For example, if we have \( \frac{dy}{dx} = f(x, y) \), this represents a first order differential equation. Here, \( y \) is the function of \( x \) that we need to find, and \( \frac{dy}{dx} \) is the derivative of \( y \) with respect to \( x \).
This type of equation often requires methods like separation of variables or integrating factors to solve, depending on its structure.
Integration Techniques
Integration is a crucial tool used to solve differential equations. When dealing with first order differential equations, particularly linear ones, integration helps find the function from its derivative.
In our exercise, the equation \( \frac{dy}{dx} = 5e^{-x/2} \) requires integrating the right-hand side. Simple substitution is a commonly used technique to simplify complex integrals, such as setting \( u = -x/2 \).
  • Perform substitution: Transform the variable to simplify the function with respect to \( u \).
  • Evaluate the integral: Integrate the function of \( u \) - in this case, \( e^u \).
  • Back-substitute: Replace \( u \) with the original variables to express the solution back in terms of \( x \).
Correct use of integration techniques can solve many ordinary first order differential equations efficiently.
Separation of Variables
Separation of variables is a specific method used to solve first order differential equations when they can be rewritten so that each variable appears on a different side of the equation.
One of the key ideas in this technique is simplifying the equation into a product of two functions, each solely in terms of one variable.
Here's how it works: Suppose we have an equation \( \frac{dy}{dx} = g(x)h(y) \).

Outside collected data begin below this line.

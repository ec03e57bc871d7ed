//! 课程存储操作

use super::{SeaOrmStorage, save_error};
use crate::entity::courses::{ActiveModel, Column, Entity as Courses};
use crate::entity::prelude::Departments;
use crate::errors::{ContosoError, Result};
use crate::models::courses::{
    entities::{Course, CourseWithDepartment},
    requests::CourseChanges,
};
use sea_orm::sea_query::{Expr, ExprTrait};
use sea_orm::{ActiveModelTrait, EntityTrait, QueryOrder, Set};

impl SeaOrmStorage {
    /// 列出全部课程及其院系
    pub async fn list_courses_impl(&self) -> Result<Vec<CourseWithDepartment>> {
        let rows = Courses::find()
            .find_also_related(Departments)
            .order_by_asc(Column::Id)
            .all(&self.db)
            .await
            .map_err(|e| ContosoError::database_operation(format!("查询课程列表失败: {e}")))?;

        Ok(rows
            .into_iter()
            .filter_map(|(course, department)| {
                Some(CourseWithDepartment {
                    course: course.into_course(),
                    department: department?.into_department(),
                })
            })
            .collect())
    }

    /// 通过 ID 获取课程
    pub async fn get_course_by_id_impl(&self, id: i64) -> Result<Option<Course>> {
        let result = Courses::find_by_id(id)
            .one(&self.db)
            .await
            .map_err(|e| ContosoError::database_operation(format!("查询课程失败: {e}")))?;

        Ok(result.map(|m| m.into_course()))
    }

    /// 获取课程及其院系
    pub async fn get_course_details_impl(&self, id: i64) -> Result<Option<CourseWithDepartment>> {
        let result = Courses::find_by_id(id)
            .find_also_related(Departments)
            .one(&self.db)
            .await
            .map_err(|e| ContosoError::database_operation(format!("查询课程失败: {e}")))?;

        Ok(result.and_then(|(course, department)| {
            Some(CourseWithDepartment {
                course: course.into_course(),
                department: department?.into_department(),
            })
        }))
    }

    /// 创建课程，院系不存在时由外键约束拒绝
    pub async fn create_course_impl(&self, course: CourseChanges) -> Result<Course> {
        let model = ActiveModel {
            title: Set(course.title),
            credits: Set(course.credits),
            department_id: Set(course.department_id),
            ..Default::default()
        };

        let result = model
            .insert(&self.db)
            .await
            .map_err(save_error("创建课程失败"))?;

        Ok(result.into_course())
    }

    /// 更新课程信息，ID 不可修改
    pub async fn update_course_impl(
        &self,
        id: i64,
        changes: CourseChanges,
    ) -> Result<Option<Course>> {
        // 先检查课程是否存在
        let existing = self.get_course_by_id_impl(id).await?;
        if existing.is_none() {
            return Ok(None);
        }

        let model = ActiveModel {
            id: Set(id),
            title: Set(changes.title),
            credits: Set(changes.credits),
            department_id: Set(changes.department_id),
        };

        let updated = model
            .update(&self.db)
            .await
            .map_err(save_error("更新课程失败"))?;

        Ok(Some(updated.into_course()))
    }

    /// 删除课程，存在选课记录时由外键约束拒绝
    pub async fn delete_course_impl(&self, id: i64) -> Result<bool> {
        let result = Courses::delete_by_id(id)
            .exec(&self.db)
            .await
            .map_err(|e| ContosoError::database_operation(format!("删除课程失败: {e}")))?;

        Ok(result.rows_affected > 0)
    }

    /// 单条 UPDATE 语句将所有课程学分乘以系数
    pub async fn multiply_course_credits_impl(&self, multiplier: i32) -> Result<u64> {
        let result = Courses::update_many()
            .col_expr(Column::Credits, Expr::col(Column::Credits).mul(multiplier))
            .exec(&self.db)
            .await
            .map_err(|e| ContosoError::database_operation(format!("批量更新学分失败: {e}")))?;

        Ok(result.rows_affected)
    }
}

#[cfg(test)]
mod tests {
    use super::*;
    use crate::models::students::requests::StudentChanges;
    use chrono::NaiveDate;

    fn course(title: &str, credits: i32, department_id: i64) -> CourseChanges {
        CourseChanges {
            title: title.to_string(),
            credits,
            department_id,
        }
    }

    #[tokio::test]
    async fn test_course_details_include_department() {
        let storage = SeaOrmStorage::in_memory().await;
        let dept = storage.create_department_impl("Engineering").await.unwrap();
        let created = storage
            .create_course_impl(course("Chemistry", 3, dept.id))
            .await
            .unwrap();

        let details = storage
            .get_course_details_impl(created.id)
            .await
            .unwrap()
            .expect("course should exist");
        assert_eq!(details.course.title, "Chemistry");
        assert_eq!(details.department.name, "Engineering");

        assert!(storage.get_course_details_impl(404).await.unwrap().is_none());

        let all = storage.list_courses_impl().await.unwrap();
        assert_eq!(all.len(), 1);
    }

    #[tokio::test]
    async fn test_create_course_with_unknown_department_fails() {
        let storage = SeaOrmStorage::in_memory().await;
        let result = storage.create_course_impl(course("Orphan", 2, 77)).await;
        assert!(result.is_err());
        assert!(storage.list_courses_impl().await.unwrap().is_empty());
    }

    #[tokio::test]
    async fn test_multiply_credits() {
        let storage = SeaOrmStorage::in_memory().await;
        let dept = storage.create_department_impl("Mathematics").await.unwrap();
        for (title, credits) in [("Calculus", 3), ("Trigonometry", 4), ("Geometry", 5)] {
            storage
                .create_course_impl(course(title, credits, dept.id))
                .await
                .unwrap();
        }

        let affected = storage.multiply_course_credits_impl(2).await.unwrap();
        assert_eq!(affected, 3);

        let credits: Vec<i32> = storage
            .list_courses_impl()
            .await
            .unwrap()
            .into_iter()
            .map(|c| c.course.credits)
            .collect();
        assert_eq!(credits, vec![6, 8, 10]);
    }

    #[tokio::test]
    async fn test_update_keeps_id() {
        let storage = SeaOrmStorage::in_memory().await;
        let economics = storage.create_department_impl("Economics").await.unwrap();
        let english = storage.create_department_impl("English").await.unwrap();
        let created = storage
            .create_course_impl(course("Microeconomics", 3, economics.id))
            .await
            .unwrap();

        let updated = storage
            .update_course_impl(created.id, course("Literature", 4, english.id))
            .await
            .unwrap()
            .expect("course should exist");
        assert_eq!(updated.id, created.id);
        assert_eq!(updated.title, "Literature");
        assert_eq!(updated.department_id, english.id);

        assert!(
            storage
                .update_course_impl(999, course("Nothing", 1, english.id))
                .await
                .unwrap()
                .is_none()
        );
    }

    #[tokio::test]
    async fn test_delete_course_with_enrollments_is_rejected() {
        let storage = SeaOrmStorage::in_memory().await;
        let dept = storage.create_department_impl("English").await.unwrap();
        let composition = storage
            .create_course_impl(course("Composition", 3, dept.id))
            .await
            .unwrap();
        let poetry = storage
            .create_course_impl(course("Poetry", 2, dept.id))
            .await
            .unwrap();
        let student = storage
            .create_student_impl(StudentChanges {
                last_name: "Alexander".into(),
                first_mid_name: "Carson".into(),
                enrollment_date: NaiveDate::from_ymd_opt(2010, 9, 1).unwrap(),
            })
            .await
            .unwrap();
        storage
            .create_enrollment_impl(student.id, composition.id, None)
            .await
            .unwrap();

        assert!(storage.delete_course_impl(composition.id).await.is_err());
        assert!(storage.delete_course_impl(poetry.id).await.unwrap());
        assert!(!storage.delete_course_impl(poetry.id).await.unwrap());
    }
}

To separate variables, you rewrite it as \( \frac{1}{h(y)}dy = g(x)dx \), then integrate both sides.
  • Separate terms: Distribute the terms so that all \( y \) terms are on one side and \( x \) terms are on the other.
  • Integrate: Calculate the integral of both sides independently.
  • Solve for \( y \): Often, you'll need further manipulation to make \( y \) the subject.
This method works well for equations that can be easily split and is typically one of the first strategies taught in dealing with such problems.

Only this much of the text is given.